━━━ DATA FOR ANALYSIS

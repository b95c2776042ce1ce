//! Task-level commands: quick_start, start, complete, fail, review, status

use chrono::Utc;
use tracing::info;

use super::plan::{format_breaks, format_task};
use super::{required, CommandError, CommandResult};
use crate::graph::{
    activate_plan, add_task, complete_task, fail_task, review_task, start_task, PlanCategory,
    TaskNode, TaskResult, TaskStatus, WorkPlan,
};
use crate::storage::{ActiveTaskRef, PersistenceContext};

/// Evidence supplied with `complete`
#[derive(Debug, Clone, Default)]
pub struct Completion {
    pub target_id: Option<String>,
    pub evidence: String,
    pub files: Vec<String>,
    pub tests: Vec<String>,
}

/// Explicit target, or the session's active task
fn resolve_target(
    ctx: &PersistenceContext,
    session_id: &str,
    target_id: Option<&str>,
) -> Result<String, CommandError> {
    if let Some(id) = target_id.map(str::trim).filter(|t| !t.is_empty()) {
        return Ok(id.to_string());
    }
    ctx.session(session_id)
        .active_task
        .map(|t| t.id)
        .ok_or(CommandError::MissingArgument("target_id"))
}

/// Drop `task_id` from every session that has it active
fn release_sessions(ctx: &PersistenceContext, task_id: &str) {
    for session_id in ctx.sessions_on_task(task_id) {
        ctx.update_session(&session_id, |s| s.clear_task(task_id));
    }
}

fn adopt(ctx: &PersistenceContext, session_id: &str, task: ActiveTaskRef) {
    ctx.update_session(session_id, |s| s.active_task = Some(task));
}

/// Create-and-start in one step, reusing the active plan when there is one
pub fn quick_start(
    ctx: &PersistenceContext,
    session_id: &str,
    agent: Option<&str>,
    name: Option<&str>,
    expected_output: Option<&str>,
) -> CommandResult {
    let name = required(name, "name")?;
    let lock = ctx.session_lock(session_id);
    let _guard = lock.lock();
    let expected_output = expected_output
        .map(str::trim)
        .filter(|e| !e.is_empty())
        .unwrap_or(name);

    if let Some(current) = ctx.session(session_id).active_task {
        let live = ctx.with_graph(|g| {
            g.find_node(&current.id)
                .map(|n| matches!(n.status, TaskStatus::Active | TaskStatus::Review))
                .unwrap_or(false)
        });
        if live {
            return Err(CommandError::InvalidState(format!(
                "session already working on {} \"{}\"; complete or fail it first",
                current.id, current.name
            )));
        }
    }

    let (plan_id, created, task) = ctx.try_update_graph(|graph| {
        let now = Utc::now();
        let (plan_id, created) = match graph.active_plan() {
            Some(plan) => (plan.id.clone(), false),
            None => {
                let mut plan = WorkPlan::new(name);
                plan.category = PlanCategory::AdHoc;
                plan.owner_agent = agent.map(String::from);
                let id = plan.id.clone();
                graph.work_plans.push(plan);
                activate_plan(graph, &id, now)?;
                (id, true)
            }
        };
        let task_id = add_task(graph, TaskNode::new(&plan_id, name, expected_output), false)?;
        start_task(graph, &task_id, now)?;
        Ok::<_, CommandError>((
            plan_id,
            created,
            ActiveTaskRef {
                id: task_id,
                name: name.to_string(),
            },
        ))
    })?;

    let task_id = task.id.clone();
    adopt(ctx, session_id, task);
    info!(session_id, task_id = %task_id, plan_id = %plan_id, created, "Quick start");
    let plan_note = if created {
        format!("created plan {}", plan_id)
    } else {
        format!("in active plan {}", plan_id)
    };
    Ok(format!(
        "Started task {} \"{}\" ({}). Writes are now permitted for this session.",
        task_id, name, plan_note
    ))
}

/// Start a task and make it the session's active task
pub fn start(
    ctx: &PersistenceContext,
    session_id: &str,
    target_id: Option<&str>,
) -> CommandResult {
    let task_id = required(target_id, "target_id")?;
    let lock = ctx.session_lock(session_id);
    let _guard = lock.lock();
    let task = ctx.try_update_graph(|graph| {
        start_task(graph, task_id, Utc::now())?;
        graph
            .find_node(task_id)
            .map(ActiveTaskRef::from)
            .ok_or_else(|| CommandError::NotFound(format!("task {}", task_id)))
    })?;
    let name = task.name.clone();
    adopt(ctx, session_id, task);
    info!(session_id, task_id, "Session task started");
    Ok(format!("Started task {} \"{}\"", task_id, name))
}

/// Complete a task with evidence; defaults to the session's active task
pub fn complete(
    ctx: &PersistenceContext,
    session_id: &str,
    completion: Completion,
) -> CommandResult {
    let lock = ctx.session_lock(session_id);
    let _guard = lock.lock();
    let task_id = resolve_target(ctx, session_id, completion.target_id.as_deref())?;

    let started_at = ctx.with_graph(|g| g.find_node(&task_id).and_then(|n| n.started_at));
    let anchors: Vec<String> = match started_at {
        Some(since) => ctx
            .anchors(session_id)
            .into_iter()
            .filter(|a| a.created_at >= since)
            .map(|a| a.id)
            .collect(),
        None => Vec::new(),
    };

    let result = TaskResult {
        evidence: completion.evidence,
        files: completion.files,
        tests: completion.tests,
        anchors,
    };
    let report = ctx.try_update_graph(|graph| complete_task(graph, &task_id, result, Utc::now()))?;
    release_sessions(ctx, &task_id);

    let mut out = format!("Completed task {}", task_id);
    if !report.unblocked.is_empty() {
        out.push_str(&format!("\nUnblocked (now planned): {}", report.unblocked.join(", ")));
    }
    if report.plan_completed {
        out.push_str("\nPlan completed");
    }
    Ok(out)
}

/// Fail a task with a reason; dependents become blocked
pub fn fail(
    ctx: &PersistenceContext,
    target_id: Option<&str>,
    reason: Option<&str>,
) -> CommandResult {
    let task_id = required(target_id, "target_id")?;
    let reason = required(reason, "reason")?;
    let report = ctx.try_update_graph(|graph| fail_task(graph, task_id, reason, Utc::now()))?;
    release_sessions(ctx, task_id);

    let mut out = format!("Failed task {}: {}", task_id, reason);
    if !report.blocked.is_empty() {
        out.push_str(&format!("\nBlocked dependents: {}", report.blocked.join(", ")));
    }
    if report.plan_completed {
        out.push_str("\nPlan completed");
    }
    Ok(out)
}

/// Move a task into review; defaults to the session's active task
pub fn review(
    ctx: &PersistenceContext,
    session_id: &str,
    target_id: Option<&str>,
) -> CommandResult {
    let lock = ctx.session_lock(session_id);
    let _guard = lock.lock();
    let task_id = resolve_target(ctx, session_id, target_id)?;
    ctx.try_update_graph(|graph| review_task(graph, &task_id, Utc::now()))?;
    Ok(format!("Task {} is in review", task_id))
}

/// The session's active task and any graph breaks
pub fn status(ctx: &PersistenceContext, session_id: &str) -> CommandResult {
    let session = ctx.session(session_id);
    ctx.with_graph(|graph| {
        let mut sections = Vec::new();
        match &session.active_task {
            Some(task) => match graph.find_node(&task.id) {
                Some(node) => sections.push(format_task(node)),
                None => {
                    sections.push(format!("Active task {} \"{}\" (legacy)", task.id, task.name))
                }
            },
            None => sections.push(format!("Session {} has no active task", session_id)),
        }
        if let Some(agent) = &session.agent {
            sections.push(format!("Agent: {}", agent));
        }
        if let Some(warnings) = format_breaks(graph) {
            sections.push(warnings);
        }
        Ok(sections.join("\n\n"))
    })
}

━━━━━━

● **TASK DIRECTIONS**: An exact copy of every entry above is required.

● **ANSWER SPACE**:
repository b95c2776042ce1ce
//! Task-level commands: quick_start, start, complete, fail, review, status

use chrono::Utc;
use tracing::info;

use super::plan::{format_breaks, format_task};
use super::{required, CommandError, CommandResult};
use crate::graph::{
    activate_plan, add_task, complete_task, fail_task, review_task, start_task, PlanCategory,
    TaskNode, TaskResult, TaskStatus, WorkPlan,
};
use crate::storage::{ActiveTaskRef, PersistenceContext};

/// Evidence supplied with `complete`
#[derive(Debug, Clone, Default)]
pub struct Completion {
    pub target_id: Option<String>,
    pub evidence: String,
    pub files: Vec<String>,
    pub tests: Vec<String>,
}

/// Explicit target, or the session's active task
fn resolve_target(
    ctx: &PersistenceContext,
    session_id: &str,
    target_id: Option<&str>,
) -> Result<String, CommandError> {
    if let Some(id) = target_id.map(str::trim).filter(|t| !t.is_empty()) {
        return Ok(id.to_string());
    }
    ctx.session(session_id)
        .active_task
        .map(|t| t.id)
        .ok_or(CommandError::MissingArgument("target_id"))
}

/// Drop `task_id` from every session that has it active
fn release_sessions(ctx: &PersistenceContext, task_id: &str) {
    for session_id in ctx.sessions_on_task(task_id) {
        ctx.update_session(&session_id, |s| s.clear_task(task_id));
    }
}

fn adopt(ctx: &PersistenceContext, session_id: &str, task: ActiveTaskRef) {
    ctx.update_session(session_id, |s| s.active_task = Some(task));
}

/// Create-and-start in one step, reusing the active plan when there is one
pub fn quick_start(
    ctx: &PersistenceContext,
    session_id: &str,
    agent: Option<&str>,
    name: Option<&str>,
    expected_output: Option<&str>,
) -> CommandResult {
    let name = required(name, "name")?;
    let lock = ctx.session_lock(session_id);
    let _guard = lock.lock();
    let expected_output = expected_output
        .map(str::trim)
        .filter(|e| !e.is_empty())
        .unwrap_or(name);

    if let Some(current) = ctx.session(session_id).active_task {
        let live = ctx.with_graph(|g| {
            g.find_node(&current.id)
                .map(|n| matches!(n.status, TaskStatus::Active | TaskStatus::Review))
                .unwrap_or(false)
        });
        if live {
            return Err(CommandError::InvalidState(format!(
                "session already working on {} \"{}\"; complete or fail it first",
                current.id, current.name
            )));
        }
    }

    let (plan_id, created, task) = ctx.try_update_graph(|graph| {
        let now = Utc::now();
        let (plan_id, created) = match graph.active_plan() {
            Some(plan) => (plan.id.clone(), false),
            None => {
                let mut plan = WorkPlan::new(name);
                plan.category = PlanCategory::AdHoc;
                plan.owner_agent = agent.map(String::from);
                let id = plan.id.clone();
                graph.work_plans.push(plan);
                activate_plan(graph, &id, now)?;
                (id, true)
            }
        };
        let task_id = add_task(graph, TaskNode::new(&plan_id, name, expected_output), false)?;
        start_task(graph, &task_id, now)?;
        Ok::<_, CommandError>((
            plan_id,
            created,
            ActiveTaskRef {
                id: task_id,
                name: name.to_string(),
            },
        ))
    })?;

    let task_id = task.id.clone();
    adopt(ctx, session_id, task);
    info!(session_id, task_id = %task_id, plan_id = %plan_id, created, "Quick start");
    let plan_note = if created {
        format!("created plan {}", plan_id)
    } else {
        format!("in active plan {}", plan_id)
    };
    Ok(format!(
        "Started task {} \"{}\" ({}). Writes are now permitted for this session.",
        task_id, name, plan_note
    ))
}

/// Start a task and make it the session's active task
pub fn start(
    ctx: &PersistenceContext,
    session_id: &str,
    target_id: Option<&str>,
) -> CommandResult {
    let task_id = required(target_id, "target_id")?;
    let lock = ctx.session_lock(session_id);
    let _guard = lock.lock();
    let task = ctx.try_update_graph(|graph| {
        start_task(graph, task_id, Utc::now())?;
        graph
            .find_node(task_id)
            .map(ActiveTaskRef::from)
            .ok_or_else(|| CommandError::NotFound(format!("task {}", task_id)))
    })?;
    let name = task.name.clone();
    adopt(ctx, session_id, task);
    info!(session_id, task_id, "Session task started");
    Ok(format!("Started task {} \"{}\"", task_id, name))
}

/// Complete a task with evidence; defaults to the session's active task
pub fn complete(
    ctx: &PersistenceContext,
    session_id: &str,
    completion: Completion,
) -> CommandResult {
    let lock = ctx.session_lock(session_id);
    let _guard = lock.lock();
    let task_id = resolve_target(ctx, session_id, completion.target_id.as_deref())?;

    let started_at = ctx.with_graph(|g| g.find_node(&task_id).and_then(|n| n.started_at));
    let anchors: Vec<String> = match started_at {
        Some(since) => ctx
            .anchors(session_id)
            .into_iter()
            .filter(|a| a.created_at >= since)
            .map(|a| a.id)
            .collect(),
        None => Vec::new(),
    };

    let result = TaskResult {
        evidence: completion.evidence,
        files: completion.files,
        tests: completion.tests,
        anchors,
    };
    let report = ctx.try_update_graph(|graph| complete_task(graph, &task_id, result, Utc::now()))?;
    release_sessions(ctx, &task_id);

    let mut out = format!("Completed task {}", task_id);
    if !report.unblocked.is_empty() {
        out.push_str(&format!("\nUnblocked (now planned): {}", report.unblocked.join(", ")));
    }
    if report.plan_completed {
        out.push_str("\nPlan completed");
    }
    Ok(out)
}

/// Fail a task with a reason; dependents become blocked
pub fn fail(
    ctx: &PersistenceContext,
    target_id: Option<&str>,
    reason: Option<&str>,
) -> CommandResult {
    let task_id = required(target_id, "target_id")?;
    let reason = required(reason, "reason")?;
    let report = ctx.try_update_graph(|graph| fail_task(graph, task_id, reason, Utc::now()))?;
    release_sessions(ctx, task_id);

    let mut out = format!("Failed task {}: {}", task_id, reason);
    if !report.blocked.is_empty() {
        out.push_str(&format!("\nBlocked dependents: {}", report.blocked.join(", ")));
    }
    if report.plan_completed {
        out.push_str("\nPlan completed");
    }
    Ok(out)
}

/// Move a task into review; defaults to the session's active task
pub fn review(
    ctx: &PersistenceContext,
    session_id: &str,
    target_id: Option<&str>,
) -> CommandResult {
    let lock = ctx.session_lock(session_id);
    let _guard = lock.lock();
    let task_id = resolve_target(ctx, session_id, target_id)?;
    ctx.try_update_graph(|graph| review_task(graph, &task_id, Utc::now()))?;
    Ok(format!("Task {} is in review", task_id))
}

/// The session's active task and any graph breaks
pub fn status(ctx: &PersistenceContext, session_id: &str) -> CommandResult {
    let session = ctx.session(session_id);
    ctx.with_graph(|graph| {
        let mut sections = Vec::new();
        match &session.active_task {
            Some(task) => match graph.find_node(&task.id) {
                Some(node) => sections.push(format_task(node)),
                None => {
                    sections.push(format!("Active task {} \"{}\" (legacy)", task.id, task.name))
                }
            },
            None => sections.push(format!("Session {} has no active task", session_id)),
        }
        if let Some(agent) = &session.agent {
            sections.push(format!("Agent: {}", agent));
        }
        if let Some(warnings) = format_breaks(graph) {
            sections.push(warnings);
        }
        Ok(sections.join("\n\n"))
    })
}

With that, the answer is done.